A not-so-well-kept local secret, Mt Tantalus (Puʻuohiʻa) looms behind Honolulu offering stunning skyline panoramas. The nine-mile Round Top and Tantalus Drive loop snakes up its side with attractive pull-offs overlooking the city’s high rises, Punch Bowl Crater, iconic Diamond Head, the homes dotting Manoa Valley, as well as the National Memorial Cemetery of the Pacific in the west.

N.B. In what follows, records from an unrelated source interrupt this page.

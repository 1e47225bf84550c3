//! Scene graph for the skyline.
//!
//! The scene is a flat list of meshes plus one ambient and one directional
//! light. Meshes only hold opaque [`GeometryId`]/[`MaterialId`] handles; the
//! resources behind them live in a [`RenderBackend`] and must be released
//! through it.
//!
//! # Module Structure
//!
//! - [`camera`]: perspective camera
//! - [`geometry`]: box dimensions and edge topology
//! - [`material`]: colours, Phong and line materials

pub mod camera;
pub mod geometry;
pub mod material;

pub use camera::PerspectiveCamera;
pub use geometry::BoxGeometry;
pub use material::{Color, LineMaterial, Material, PhongMaterial};

use crate::math::{Mat4, Vec3};
use crate::renderer::RenderBackend;

/// Handle to a geometry buffer owned by a backend.
#[derive(Debug, Clone, Copy, PartialEq, Eq, Hash)]
pub struct GeometryId(pub u64);

/// Handle to a material owned by a backend.
#[derive(Debug, Clone, Copy, PartialEq, Eq, Hash)]
pub struct MaterialId(pub u64);

/// Position, Y rotation and scale of a mesh.
#[derive(Debug, Clone, Copy, PartialEq)]
pub struct Transform {
    pub position: Vec3,
    /// Rotation about the Y axis in radians.
    pub rotation_y: f32,
    pub scale: Vec3,
}

impl Default for Transform {
    fn default() -> Self {
        Self {
            position: Vec3::ZERO,
            rotation_y: 0.0,
            scale: Vec3::ONE,
        }
    }
}

impl Transform {
    /// Translation * rotation * scale.
    pub fn model_matrix(&self) -> Mat4 {
        let p = self.position;
        let s = self.scale;
        Mat4::translation(p.x(), p.y(), p.z())
            .multiply(&Mat4::rotation_y(self.rotation_y))
            .multiply(&Mat4::scaling(s.x(), s.y(), s.z()))
    }
}

/// Line segments drawn over a mesh's edges.
#[derive(Debug, Clone, Copy, PartialEq)]
pub struct EdgeOverlay {
    pub geometry: GeometryId,
    pub material: MaterialId,
}

/// A box mesh with its edge overlay.
#[derive(Debug, Clone, PartialEq)]
pub struct Mesh {
    pub geometry: GeometryId,
    /// Dimensions the current geometry buffer was built with.
    pub dimensions: BoxGeometry,
    pub material: MaterialId,
    pub edges: EdgeOverlay,
    pub transform: Transform,
}

impl Mesh {
    /// Uploads the box, its edges and both materials to `backend`.
    pub fn create(
        backend: &mut impl RenderBackend,
        dimensions: BoxGeometry,
        surface: PhongMaterial,
        lines: LineMaterial,
    ) -> Self {
        let geometry = backend.create_box_geometry(&dimensions);
        let edge_geometry = backend.create_edges_geometry(&dimensions);
        let material = backend.create_material(&Material::Phong(surface));
        let edge_material = backend.create_material(&Material::Line(lines));
        Self {
            geometry,
            dimensions,
            material,
            edges: EdgeOverlay {
                geometry: edge_geometry,
                material: edge_material,
            },
            transform: Transform::default(),
        }
    }

    /// Replaces the box and edge geometry with ones of the given height.
    ///
    /// The old buffers are released before the new ones are created.
    pub fn rebuild_height(&mut self, backend: &mut impl RenderBackend, height: f32) {
        backend.dispose_geometry(self.geometry);
        backend.dispose_geometry(self.edges.geometry);

        self.dimensions = self.dimensions.with_height(height);
        self.geometry = backend.create_box_geometry(&self.dimensions);
        self.edges.geometry = backend.create_edges_geometry(&self.dimensions);
    }

    /// Releases every backend resource this mesh references.
    pub fn dispose(&self, backend: &mut impl RenderBackend) {
        backend.dispose_geometry(self.geometry);
        backend.dispose_material(self.material);
        backend.dispose_geometry(self.edges.geometry);
        backend.dispose_material(self.edges.material);
    }
}

#[derive(Debug, Clone, Copy, PartialEq)]
pub struct AmbientLight {
    pub color: Color,
    pub intensity: f32,
}

#[derive(Debug, Clone, Copy, PartialEq)]
pub struct DirectionalLight {
    pub color: Color,
    pub intensity: f32,
    /// The light shines from this position towards the origin.
    pub position: Vec3,
}

impl DirectionalLight {
    /// Unit vector pointing from the surface towards the light.
    pub fn direction(&self) -> Vec3 {
        self.position.normalize()
    }
}

/// Lights plus the meshes to draw, in insertion order.
#[derive(Debug, Clone)]
pub struct Scene {
    pub ambient: AmbientLight,
    pub directional: DirectionalLight,
    pub meshes: Vec<Mesh>,
}

impl Scene {
    pub fn new(ambient: AmbientLight, directional: DirectionalLight) -> Self {
        Self {
            ambient,
            directional,
            meshes: Vec::new(),
        }
    }

    /// Adds a mesh and returns its index.
    pub fn add(&mut self, mesh: Mesh) -> usize {
        self.meshes.push(mesh);
        self.meshes.len() - 1
    }

    /// Releases all mesh resources in `backend` and empties the scene.
    pub fn dispose(&mut self, backend: &mut impl RenderBackend) {
        for mesh in self.meshes.drain(..) {
            mesh.dispose(backend);
        }
    }
}
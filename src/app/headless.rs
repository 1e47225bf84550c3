//! Window-free run of the animation.
//!
//! Steps the animator against [`HeadlessBackend`] on a simulated 60 Hz clock,
//! logging the building heights once a simulated second, then tears it down
//! and reports what the backend saw. Useful on machines without a GPU.

use std::time::Duration;

use crate::animator::SkylineAnimator;
use crate::config::SkylineConfig;
use crate::page::PageKind;
use crate::renderer::headless::{BackendStats, HeadlessBackend};

const VIEWPORT: (u32, u32) = (1360, 768);
const FRAME_RATE: f64 = 60.0;

pub fn run(page: PageKind, config: SkylineConfig, length: Duration) -> BackendStats {
    let backend = HeadlessBackend::new(VIEWPORT.0, VIEWPORT.1);
    let mut animator = SkylineAnimator::new(page, config, backend, VIEWPORT, Duration::ZERO);

    let frames = (length.as_secs_f64() * FRAME_RATE).round() as u64;
    let mut next_report = Duration::from_secs(1);

    for frame in 0..=frames {
        let now = Duration::from_secs_f64(frame as f64 / FRAME_RATE);
        animator.frame(now);

        if now >= next_report {
            let heights: Vec<String> = animator
                .buildings()
                .iter()
                .map(|building| format!("{:.1}", building.current_height))
                .collect();
            tracing::info!("t={}s heights: [{}]", next_report.as_secs(), heights.join(", "));
            next_report += Duration::from_secs(1);
        }
    }

    animator.destroy();
    let stats = animator.backend().stats();
    tracing::info!(
        "Headless run done: {} frames, {} geometries created, {} disposed, {} still live",
        stats.frames_rendered,
        stats.geometries_created,
        stats.geometries_disposed,
        stats.live_geometries + stats.live_materials
    );
    stats
}

#[cfg(test)]
mod tests {
    use super::*;

    #[test]
    fn test_landing_run_grows_and_cleans_up() {
        let stats = run(
            PageKind::Landing,
            SkylineConfig::default(),
            Duration::from_secs(3),
        );
        assert_eq!(stats.frames_rendered, 181);
        assert!(stats.geometries_created > 6);
        assert_eq!(stats.geometries_created, stats.geometries_disposed);
        assert_eq!(stats.live_geometries, 0);
        assert_eq!(stats.live_materials, 0);
    }

    #[test]
    fn test_other_page_run_never_rebuilds() {
        let stats = run(
            PageKind::Other,
            SkylineConfig::default(),
            Duration::from_millis(500),
        );
        assert_eq!(stats.frames_rendered, 31);
        assert_eq!(stats.geometries_created, 6);
    }
}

The scenic drive to the top drive lingers in lush forests but is not for the faint of heart—steep and narrow passages are frequent and sheer drops loom around abundant curves. Trailheads for a handful of hikes begin along this route and lead into valleys often shrouded in mist and topped by Honolulu’s famous rainbows. At the summit, Pu'u Ualaka'a State Park has a small cement walkway with commanding views of all of southern Oahu. There’s also a grassy lawn popular with picnickers. Though the drive is equally spectacular when buildings cast shadows and city lights glow at night, the summit park closes at sundown.
Tantalus is the first in a series of peaks that form the imposing green wall of the Koolau range, which hugs the Windward coast. Near the mountain’s base on Makiki Heights Drive, the Spalding House museum and galleries features local and international artists and boasts similar views from its trellised café.
Tantalus Drive is accessed via Makiki Street, two miles inland from Waikiki. The road becomes Round Top Drive halfway up amid a residential neighborhood. Numerous land-based Honolulu tours include the drive. Pu'u Ualaka'a State Park is open from 7am-6:45pm. If you visit in your own vehicle, it’s best not to leave valuables in your car.